Review by: Jayaram V

Spiritually India is the blessed land of mystics and yogis. From time to time God either reincarnates Himself there to restore Dharma or sends his manifestations to help the people to regain their spirituality. In the latter category are those who come into this world with a divine mission and live like ordinary people amidst the hustle and bustle of normal life but charge the earthly consciousness with their powerful vibrations. Through their words and deeds they transform the lives of many and help the planet to regain its balance.

Those who come into contact with them and succeed in establishing an inner spiritual connection, the way Richard Schiffman did with Amma,  undergo an extraordinary degree of inner transformation.
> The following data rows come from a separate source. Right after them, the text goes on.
//! # Ingest Command
//!
//! Populates the local knowledge index from regulatory documents.
//!
//! ## Usage
//!
//! ```bash
//! # Load the built-in seed corpus
//! exportready ingest --seed
//!
//! # Ingest a corpus file
//! exportready ingest eu-food-updates.toml
//! ```
//!
//! Corpus files use the same TOML shape as the built-in corpus: a
//! `version` key plus `[[documents]]` entries with `id`, `source`, and
//! `text`, and optional `regulation`, `country`, and
//! `certification_type` metadata.

use std::path::PathBuf;

use anyhow::{Context, Result};
use colored::Colorize;
use exportready_rag::{ingest_chunks, seed_store, SeedCorpus};

use crate::config::Config;
use crate::exit_codes::*;
use crate::store;

/// Arguments for the ingest command
#[derive(Debug)]
pub struct IngestArgs {
    /// Corpus file to ingest
    pub path: Option<PathBuf>,
    /// Ingest the built-in seed corpus
    pub seed: bool,
    /// Verbose output
    pub verbose: bool,
}

/// Execute the ingest command
///
/// # Returns
///
/// * `Ok(EXIT_SUCCESS)` - Chunks embedded and stored
/// * `Ok(EXIT_INVALID_INPUT)` - Nothing to ingest, or a malformed corpus file
/// * `Ok(EXIT_CONFIG_ERROR)` - Embedding provider misconfigured
pub async fn execute(args: IngestArgs) -> Result<i32> {
    if args.path.is_none() && !args.seed {
        eprintln!(
            "{} Nothing to ingest. Pass a corpus file or --seed.",
            "Error:".red().bold()
        );
        return Ok(EXIT_INVALID_INPUT);
    }

    let config = Config::load()?;
    log::debug!("knowledge index at {}", config.store_path().display());

    let provider = match store::embedding_provider(&config) {
        Ok(provider) => provider,
        Err(e) => {
            eprintln!("{} {:#}", "Error:".red().bold(), e);
            return Ok(EXIT_CONFIG_ERROR);
        }
    };
    let chunk_store = store::open_chunk_store(&config, provider.as_ref()).await?;

    let mut written = 0usize;

    if args.seed {
        eprintln!("{} Ingesting the built-in seed corpus...", "→".cyan());
        written += seed_store(&chunk_store, provider.as_ref())
            .await
            .context("Failed to ingest the seed corpus")?;
    }

    if let Some(path) = &args.path {
        eprintln!("{} Ingesting {}...", "→".cyan(), path.display());
        let raw = std::fs::read_to_string(path)
            .with_context(|| format!("Failed to read corpus file: {}", path.display()))?;
        let corpus = match SeedCorpus::from_toml_str(&raw) {
            Ok(corpus) => corpus,
            Err(e) => {
                eprintln!("{} Invalid corpus file: {}", "Error:".red().bold(), e);
                return Ok(EXIT_INVALID_INPUT);
            }
        };
        if args.verbose {
            eprintln!(
                "  {} {} documents (corpus version {})",
                "→".dimmed(),
                corpus.documents.len(),
                corpus.version
            );
        }
        let chunks = corpus.to_chunks(chrono::Utc::now().timestamp());
        written += ingest_chunks(&chunk_store, provider.as_ref(), &chunks)
            .await
            .context("Failed to ingest corpus chunks")?;
    }

    let total = chunk_store.count().await?;
    println!();
    println!(
        "{} Ingested {} chunks ({} now in the index).",
        "✓".green().bold(),
        written,
        total
    );
    println!();

    Ok(EXIT_SUCCESS)
}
They experience a greater calm and an enhanced sense of detachment, a soul stirring touch with the Reality that cannot be explained in plain words, nor can be appreciated by the ordinary and the materialistic, but which becomes for a seeker of Truth the very reason for the continuation of his spiritual journey.

Now and then we come across a book of the nature of the Mother of All which provides a rare glimpse of the divine nature of such eminent souls and helps us reestablish our wavering faith and reconsider our priorities in life at least temporarily and mentally.
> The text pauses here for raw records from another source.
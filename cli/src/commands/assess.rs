//! # Assess Command
//!
//! Generates an export readiness report for a product and destination:
//! HS code prediction, certification requirements, risk analysis,
//! compliance roadmap, a first-week action plan, and eligible subsidies.
//!
//! ## Usage
//!
//! ```bash
//! # Assess a food product for the US market
//! exportready assess "Organic Turmeric Powder" "United States" \
//!     --business-type manufacturing --company-size micro \
//!     --ingredients "100% ground turmeric rhizome"
//!
//! # Machine-readable output
//! exportready assess "LED Desk Lamps" Germany --json
//! ```

use std::sync::Arc;

use anyhow::Result;
use clap::ValueEnum;
use colored::Colorize;

use exportready_core::types::{BusinessType, CompanySize, PaymentMode, PriceRange, QueryInput};
use exportready_engine::{BackendError, EngineError, HttpBackend, HttpBackendConfig, ReportEngine};
use exportready_rag::Retriever;
use exportready_rules::RuleEngine;

use crate::config::Config;
use crate::exit_codes::*;
use crate::output;
use crate::store;

/// Business type argument
#[derive(Debug, Clone, Copy, ValueEnum)]
pub enum BusinessTypeArg {
    Manufacturing,
    Trading,
    Saas,
    Services,
    Handicraft,
}

impl From<BusinessTypeArg> for BusinessType {
    fn from(arg: BusinessTypeArg) -> Self {
        match arg {
            BusinessTypeArg::Manufacturing => BusinessType::Manufacturing,
            BusinessTypeArg::Trading => BusinessType::Trading,
            BusinessTypeArg::Saas => BusinessType::SaaS,
            BusinessTypeArg::Services => BusinessType::Services,
            BusinessTypeArg::Handicraft => BusinessType::Handicraft,
        }
    }
}

/// Company size argument, aligned with MSME bands
#[derive(Debug, Clone, Copy, ValueEnum)]
pub enum CompanySizeArg {
    Micro,
    Small,
    Medium,
    Large,
}

impl From<CompanySizeArg> for CompanySize {
    fn from(arg: CompanySizeArg) -> Self {
        match arg {
            CompanySizeArg::Micro => CompanySize::Micro,
            CompanySizeArg::Small => CompanySize::Small,
            CompanySizeArg::Medium => CompanySize::Medium,
            CompanySizeArg::Large => CompanySize::Large,
        }
    }
}

/// Payment mode argument
#[derive(Debug, Clone, Copy, ValueEnum)]
pub enum PaymentModeArg {
    AdvancePayment,
    LetterOfCredit,
    OpenAccount,
    DocumentsAgainstPayment,
}

impl From<PaymentModeArg> for PaymentMode {
    fn from(arg: PaymentModeArg) -> Self {
        match arg {
            PaymentModeArg::AdvancePayment => PaymentMode::AdvancePayment,
            PaymentModeArg::LetterOfCredit => PaymentMode::LetterOfCredit,
            PaymentModeArg::OpenAccount => PaymentMode::OpenAccount,
            PaymentModeArg::DocumentsAgainstPayment => PaymentMode::DocumentsAgainstPayment,
        }
    }
}

/// Arguments for the assess command
#[derive(Debug)]
pub struct AssessArgs {
    /// Product name
    pub product: String,
    /// Destination country (name or ISO code)
    pub destination: String,
    /// How the exporter operates
    pub business_type: BusinessTypeArg,
    /// Company size band
    pub company_size: CompanySizeArg,
    /// Ingredients or bill-of-materials text
    pub ingredients: Option<String>,
    /// Text summary from an upstream image-feature extractor
    pub image_summary: Option<String>,
    /// Expected monthly volume in units
    pub monthly_volume: Option<u32>,
    /// How the buyer pays
    pub payment: Option<PaymentModeArg>,
    /// Unit price band, lower bound
    pub price_min: Option<f64>,
    /// Unit price band, upper bound
    pub price_max: Option<f64>,
    /// Currency of the price band
    pub price_currency: String,
    /// Output JSON instead of formatted text
    pub json: bool,
    /// Verbose output
    pub verbose: bool,
}

/// Execute the assess command
///
/// # Returns
///
/// * `Ok(EXIT_SUCCESS)` - Clean report printed
/// * `Ok(EXIT_DEGRADED)` - Report printed, but one or more stages degraded
/// * `Ok(EXIT_INVALID_INPUT)` - Query rejected by validation
/// * `Ok(EXIT_CONFIG_ERROR)` - Backend or embedding provider misconfigured
pub async fn execute(args: AssessArgs) -> Result<i32> {
    let config = Config::load()?;

    let price_range = match (args.price_min, args.price_max) {
        (Some(min), Some(max)) => Some(PriceRange {
            min,
            max,
            currency: args.price_currency.clone(),
        }),
        (None, None) => None,
        _ => {
            eprintln!(
                "{} --price-min and --price-max must be given together.",
                "Error:".red().bold()
            );
            return Ok(EXIT_INVALID_INPUT);
        }
    };

    let query = QueryInput {
        product_name: args.product.clone(),
        ingredients: args.ingredients.clone(),
        image_summary: args.image_summary.clone(),
        destination_country: args.destination.clone(),
        business_type: args.business_type.into(),
        company_size: args.company_size.into(),
        monthly_volume: args.monthly_volume,
        price_range,
        payment_mode: args.payment.map(Into::into),
    };
    log::debug!("assess query: {query:?}");

    // Knowledge index
    let provider = match store::embedding_provider(&config) {
        Ok(provider) => provider,
        Err(e) => {
            eprintln!("{} {:#}", "Error:".red().bold(), e);
            return Ok(EXIT_CONFIG_ERROR);
        }
    };
    let chunk_store = store::open_chunk_store(&config, provider.as_ref()).await?;
    let seeded = store::ensure_seeded(&chunk_store, provider.as_ref()).await?;
    if seeded > 0 {
        eprintln!(
            "{} Seeded the knowledge index with {} built-in chunks.",
            "→".cyan(),
            seeded
        );
    }
    let retriever = Retriever::new(chunk_store, Arc::clone(&provider));

    // Generative backend
    let backend_config = config.backend_or_default();
    if args.verbose {
        eprintln!(
            "{} Backend: {} ({} at {})",
            "→".cyan(),
            backend_config.provider,
            backend_config.model,
            backend_config.endpoint
        );
    }
    let backend = match HttpBackend::new(HttpBackendConfig {
        provider: backend_config.provider.clone(),
        endpoint: backend_config.endpoint.clone(),
        model: backend_config.model.clone(),
        api_key: backend_config.get_api_key(),
    }) {
        Ok(backend) => backend,
        Err(e) => {
            eprintln!("{} {}", "Error:".red().bold(), e);
            eprintln!(
                "  {} Configure a backend with `exportready config backend`.",
                "→".cyan()
            );
            return Ok(EXIT_CONFIG_ERROR);
        }
    };

    let engine = ReportEngine::new(
        RuleEngine::with_builtin_table(),
        Arc::new(retriever),
        Arc::new(backend),
    );

    eprintln!(
        "{} Assessing {} for export to {}...",
        "→".cyan(),
        args.product,
        args.destination
    );
    let report = match engine.generate(&query).await {
        Ok(report) => report,
        Err(e) => {
            eprintln!("{} {}", "Error:".red().bold(), e);
            return Ok(exit_code_for(&e));
        }
    };

    if args.json {
        println!("{}", output::render_json(&report)?);
    } else {
        output::print_report(&report);
    }

    if report.is_degraded() {
        if args.json {
            eprintln!(
                "{} Report degraded; see the degradations field.",
                "⚠".yellow().bold()
            );
        }
        return Ok(EXIT_DEGRADED);
    }
    Ok(EXIT_SUCCESS)
}

/// Map a pipeline failure to the exit code scripts key on.
fn exit_code_for(error: &EngineError) -> i32 {
    match error {
        EngineError::Input(_) => EXIT_INVALID_INPUT,
        EngineError::Retrieval(_) => EXIT_NETWORK_ERROR,
        EngineError::ModelInference(BackendError::MissingApiKey { .. }) => EXIT_CONFIG_ERROR,
        EngineError::ModelInference(BackendError::UnsupportedProvider(_)) => EXIT_CONFIG_ERROR,
        EngineError::ModelInference(_) => EXIT_NETWORK_ERROR,
        EngineError::Rules(_) => EXIT_CONFIG_ERROR,
        EngineError::InconsistentData(_) => EXIT_ERROR,
    }
}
Richard Schiffman has done an excellent job of portraying the events in the life of Amma in an objective and truthful manner and helping the readers to understand her true divinity. 

The Mother of Jillellamudi lived a very ordinary life, but in an extraordinary way. In the course of her eventful life, through her unbound love and miraculous powers, she transformed the lives of many and provided solace to many. Richard Schiffman was one of the few westerners who had the rare privilege of coming into contact with Amma to experience the  joy and peace of living in the presence of  the Universal Mother and see Her unbound love manifesting itself towards all Her creation. 

His book the Mother of All is an irrefutable evidence that proves beyond doubt that the universe is pervaded by the unbound love and energy of the Divine Mother who can manifest herself in various forms and play different roles in whatever way she chooses to and that she can be the source of all illusions as well as enlightenment depending upon Her will. 

The life of Jillellamudi Amma proves that to the ordinary the Reality is duality, the sense of many, the feeling of you and I, the sense of separation that leads to insecurity, conflict and sorrow, but to the enlightened it is one, indeed, not just one, but  the undivided everlasting feeling of "I" ness, the disappearance of all sense of duality and sense of egoism.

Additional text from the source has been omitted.